Есть, есть мир, в котором не предают, не обманывают, не воруют, где любят навсегда, где нет войн и никто никого не убивает. И я живу в нем. А здесь я проездом. Но, слава Богу, не один. Здесь мои братья и сестры.
Как-то судачили о кинематографе с братом иереем.
– Нет, – говорю, – в кино места православию, – и вздыхаю.
– Зато в православии места для кино сколько душе угодно.
Когда спрашивают о православном кино, всегда вспоминаю одно: много лет назад, еще при Пимене, с Геннадием Константиновым, регентом Елоховского собора, мы гуляли на Антипасху по Москве. Ели мороженое. Я предложил пойти в кино. Только началось, пожалел. Фильм чернушный: мат, изнасилования, убийства. Все ждал, когда Гена попросится выйти. Зажегся свет, смотрю, а Гена плачет.
– Ген, ты чего?
– Жалко их.
Какое кино он видел? Вот то-то и оно. Православное кино было у него в душе. Чистая душа преобразует мир. Гена видел не убийц и насильников, он видел несчастных людей, пусть нераскаянных – тем больше повод сочувствовать им, и главное, я вынес тогда – мы с ним видели разные фильмы.
Может быть, с тех пор кино для меня не только профессия, а работа души, точнее одна из работ моей души. А как же зритель? Так ведь и зритель живой человек и у него душа отзывается. Вот и до созвучий договорились. Но только вверх, вверх… А бывает сползаю и брат– зритель сочувствует мне. А порой и отворачивается и злорадствует. По грехам моим и зритель.
В кино я с восемьдесят восьмого года . Как только сделал свой первый документальный фильм «Хорал», клеймо православного режиссера прилепилось ко мне навечно. Карьеры у православного режиссера нет и быть не может, сама жизнь смиряет. Иногда балуют призами на православных фестивалях. Вот тоже загадка: конкурс православного кино. Кто лучше? И я сужу, каюсь.

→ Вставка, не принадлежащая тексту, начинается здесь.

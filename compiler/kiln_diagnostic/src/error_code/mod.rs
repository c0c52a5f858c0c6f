//! Error codes for all compiler diagnostics.
//!
//! Each error code is a unique identifier (e.g., `E2001`) with the first digit
//! indicating the phase that raised it.

use std::fmt;

/// Error codes for all compiler diagnostics.
///
/// Format: E#### where first digit indicates phase:
/// - E1xxx: Form shape and arity errors
/// - E2xxx: Type errors
/// - E3xxx: Declaration / redeclaration errors
/// - E4xxx: Lifetime (destruction) errors
/// - E5xxx: Backend IR errors
/// - E6xxx: Macro expansion errors
/// - E9xxx: Internal compiler errors
#[derive(Copy, Clone, Eq, PartialEq, Hash, Debug)]
pub enum ErrorCode {
    // Form Errors (E1xxx)
    /// Incorrect number of arguments
    E1001,
    /// Too few arguments
    E1002,
    /// Unexpected element in a form
    E1003,
    /// Argument has the wrong shape (list vs atom)
    E1004,
    /// Invalid linkage specifier
    E1005,
    /// Empty list cannot be evaluated
    E1006,

    // Type Errors (E2xxx)
    /// Cannot dereference non-pointer
    E2001,
    /// Cannot dereference void pointer
    E2002,
    /// Variable not in scope
    E2003,
    /// Type not in scope
    E2004,
    /// Enum type must be integer
    E2005,
    /// Integer literal out of range for its type
    E2006,
    /// No function or macro overload matches the arguments
    E2007,
    /// Cannot take the address of a non-lvalue
    E2008,
    /// Branches of a conditional have different types
    E2009,
    /// Condition is not a boolean
    E2010,
    /// Body type does not match the declared return type
    E2011,
    /// Value type does not match the destination type
    E2012,

    // Declaration Errors (E3xxx)
    /// Redeclaration of enum
    E3001,
    /// Redeclaration of struct
    E3002,
    /// Redeclaration of enum element
    E3003,
    /// Redeclaration of function
    E3004,
    /// Redeclaration of variable
    E3005,

    // Lifetime Errors (E4xxx)
    /// Destructor could not be emitted
    E4001,
    /// Value is owned by one branch and borrowed by the other
    E4002,

    // Backend Errors (E5xxx)
    /// Backend rejected an instruction or definition
    E5001,

    // Macro Errors (E6xxx)
    /// Macro expansion failed
    E6001,

    // Internal Errors (E9xxx)
    /// Internal compiler error
    E9001,
}

impl ErrorCode {
    /// Get the string representation of this error code.
    pub fn as_str(&self) -> &'static str {
        match self {
            ErrorCode::E1001 => "E1001",
            ErrorCode::E1002 => "E1002",
            ErrorCode::E1003 => "E1003",
            ErrorCode::E1004 => "E1004",
            ErrorCode::E1005 => "E1005",
            ErrorCode::E1006 => "E1006",
            ErrorCode::E2001 => "E2001",
            ErrorCode::E2002 => "E2002",
            ErrorCode::E2003 => "E2003",
            ErrorCode::E2004 => "E2004",
            ErrorCode::E2005 => "E2005",
            ErrorCode::E2006 => "E2006",
            ErrorCode::E2007 => "E2007",
            ErrorCode::E2008 => "E2008",
            ErrorCode::E2009 => "E2009",
            ErrorCode::E2010 => "E2010",
            ErrorCode::E2011 => "E2011",
            ErrorCode::E2012 => "E2012",
            ErrorCode::E3001 => "E3001",
            ErrorCode::E3002 => "E3002",
            ErrorCode::E3003 => "E3003",
            ErrorCode::E3004 => "E3004",
            ErrorCode::E3005 => "E3005",
            ErrorCode::E4001 => "E4001",
            ErrorCode::E4002 => "E4002",
            ErrorCode::E5001 => "E5001",
            ErrorCode::E6001 => "E6001",
            ErrorCode::E9001 => "E9001",
        }
    }

    /// One-line summary used when a diagnostic carries no custom message.
    pub fn description(&self) -> &'static str {
        match self {
            ErrorCode::E1001 => "incorrect number of arguments",
            ErrorCode::E1002 => "too few arguments",
            ErrorCode::E1003 => "unexpected element",
            ErrorCode::E1004 => "incorrect argument type",
            ErrorCode::E1005 => "invalid linkage",
            ErrorCode::E1006 => "empty list cannot be evaluated",
            ErrorCode::E2001 => "cannot dereference non-pointer",
            ErrorCode::E2002 => "cannot dereference void pointer",
            ErrorCode::E2003 => "variable not in scope",
            ErrorCode::E2004 => "type not in scope",
            ErrorCode::E2005 => "enum type must be integer",
            ErrorCode::E2006 => "integer literal out of range",
            ErrorCode::E2007 => "no matching function or macro",
            ErrorCode::E2008 => "cannot take address of non-lvalue",
            ErrorCode::E2009 => "branch types differ",
            ErrorCode::E2010 => "condition must be bool",
            ErrorCode::E2011 => "return type mismatch",
            ErrorCode::E2012 => "incorrect value type",
            ErrorCode::E3001 => "redeclaration of enum",
            ErrorCode::E3002 => "redeclaration of struct",
            ErrorCode::E3003 => "redeclaration of enum element",
            ErrorCode::E3004 => "redeclaration of function",
            ErrorCode::E3005 => "redeclaration of variable",
            ErrorCode::E4001 => "destructor could not be emitted",
            ErrorCode::E4002 => "branches differ in ownership",
            ErrorCode::E5001 => "backend error",
            ErrorCode::E6001 => "macro expansion failed",
            ErrorCode::E9001 => "internal compiler error",
        }
    }

    /// Check if this is a form shape or arity error (E1xxx range).
    pub fn is_form_error(&self) -> bool {
        matches!(
            self,
            ErrorCode::E1001
                | ErrorCode::E1002
                | ErrorCode::E1003
                | ErrorCode::E1004
                | ErrorCode::E1005
                | ErrorCode::E1006
        )
    }

    /// Check if this is a type error (E2xxx range).
    pub fn is_type_error(&self) -> bool {
        matches!(
            self,
            ErrorCode::E2001
                | ErrorCode::E2002
                | ErrorCode::E2003
                | ErrorCode::E2004
                | ErrorCode::E2005
                | ErrorCode::E2006
                | ErrorCode::E2007
                | ErrorCode::E2008
                | ErrorCode::E2009
                | ErrorCode::E2010
                | ErrorCode::E2011
                | ErrorCode::E2012
        )
    }

    /// Check if this is a redeclaration error (E3xxx range).
    pub fn is_declaration_error(&self) -> bool {
        matches!(
            self,
            ErrorCode::E3001
                | ErrorCode::E3002
                | ErrorCode::E3003
                | ErrorCode::E3004
                | ErrorCode::E3005
        )
    }

    /// Check if this is a lifetime error (E4xxx range).
    pub fn is_lifetime_error(&self) -> bool {
        matches!(self, ErrorCode::E4001 | ErrorCode::E4002)
    }

    /// Check if this is a backend error (E5xxx range).
    pub fn is_backend_error(&self) -> bool {
        matches!(self, ErrorCode::E5001)
    }

    /// Check if this is a macro expansion error (E6xxx range).
    pub fn is_macro_error(&self) -> bool {
        matches!(self, ErrorCode::E6001)
    }

    /// Check if this is an internal compiler error (E9xxx range).
    pub fn is_internal_error(&self) -> bool {
        matches!(self, ErrorCode::E9001)
    }
}

impl fmt::Display for ErrorCode {
    fn fmt(&self, f: &mut fmt::Formatter<'_>) -> fmt::Result {
        write!(f, "{}", self.as_str())
    }
}

#[cfg(test)]
mod tests;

А если по правде? Страна сказала, что она православная: восемьдесят процентов или сколько, не важно. Зачем нам иное кино? Похоть очей? Получается – да, она самая. Грешим потихонечку. Аз первый есмь.
А ведь и профессия спасает. Никто не отменил законы драматургии, где катарсис обязателен со времен Софокла и Эсхила. А катарсис – это та же метанойя. И задача режиссера перевести слово на язык кино. Если ты преуспел в вере, то в профессии это сложнее. Почему? Да потому, что в кино ты не один, нас много, целый приход. Много вы приходов видели? Так на приходе все хотя бы Символ Веры знают.
Мне однажды приснилось, что вся съемочная группа у меня – монахи. Проснулся счастливым. А ведь было. Когда снимал «Старец Паисий и я, стоящий вверх ногами». В эпизоде выносят из алтаря тело главного героя, укладывают посреди церкви, накрывают мантией, аналой ставят, свечи на нем зажигают, Псалтирь читают. И все монахи настоящие. Камеру поставили, игумен с амвона: «Благословляется снять без репетиции с первого дубля!» И сняли.
Я же все об одном: о соответствии профессиональных навыков, условий и чистоты души. И знания, что гармония здесь невозможна, пока невозможна, для меня невозможна. Можно снять гармоничный плотской фильм, сложнее – душевный, а вот когда речь о Духе, тут вспоминаю брата монаха Прохора: «Дух в кадр не помещается». Как же так, брат, разве Он не веет где хочет? И нет надежды?
Плотское кино освоили быстро, следом – душевное, а сейчас ждем, предчувствуем что Дух засветится с экрана. Новое кино пришло, только мы его еще не сняли. Так что помолимся.
И продолжим. С одной стороны – душа от рождения христианка и Царство Божие внутри нас есть. Нуждается ли эта душа, это Царство в укреплении и защите? Несомненно. Чем не задача для кино? С другой стороны – грешен человек и привести его к покаянию тоже задача. Вот уже и жанры обнаруживаются. А указать путь к святости не менее полезно. Святость – норма для человека. Чем не основание для всей кинематографии? Тут законы психологии уже второстепенны, тут законы духовные и выбор все тот же: кто ты – Каин или Авель?
Возможно ли отнестись к искусству кино как к жертве? А только так и возможно. Иначе, да здравствует мамона! Она потому и здравствует, что знает о норме (святости), исчезни она и тотчас обнаружится, что в каинском искусстве не то, что искусства, элементарной логики нет. Лиши его ненависти – и пустота. Вот эта пустота и питается душой христианкой. Помните, Гена плакал. Эксплуатируется душа зрителя, а должна гореть душа художника, а не имитировать горение. Боюсь, впадаю в морализаторство, простите. Для меня кино давно уже наказание. Тут бы не навредить. Однажды мой друг показывал мне свой фильм, а я заснул. Проснулся, а он ласково так: «Вот и хорошо, значит не раздразил». Хороший режиссер Сергей Головецкий.
Конечно, кино это молитвенное делание, но молитва моя расхристанная и со своим кино я к Богу не заявлюсь: «Здравствуй, Господи, где тут у Тебя кинозал?» Кино снимать нужно, но мне бы любить научиться. Этой работы мне хватит на всю жизнь.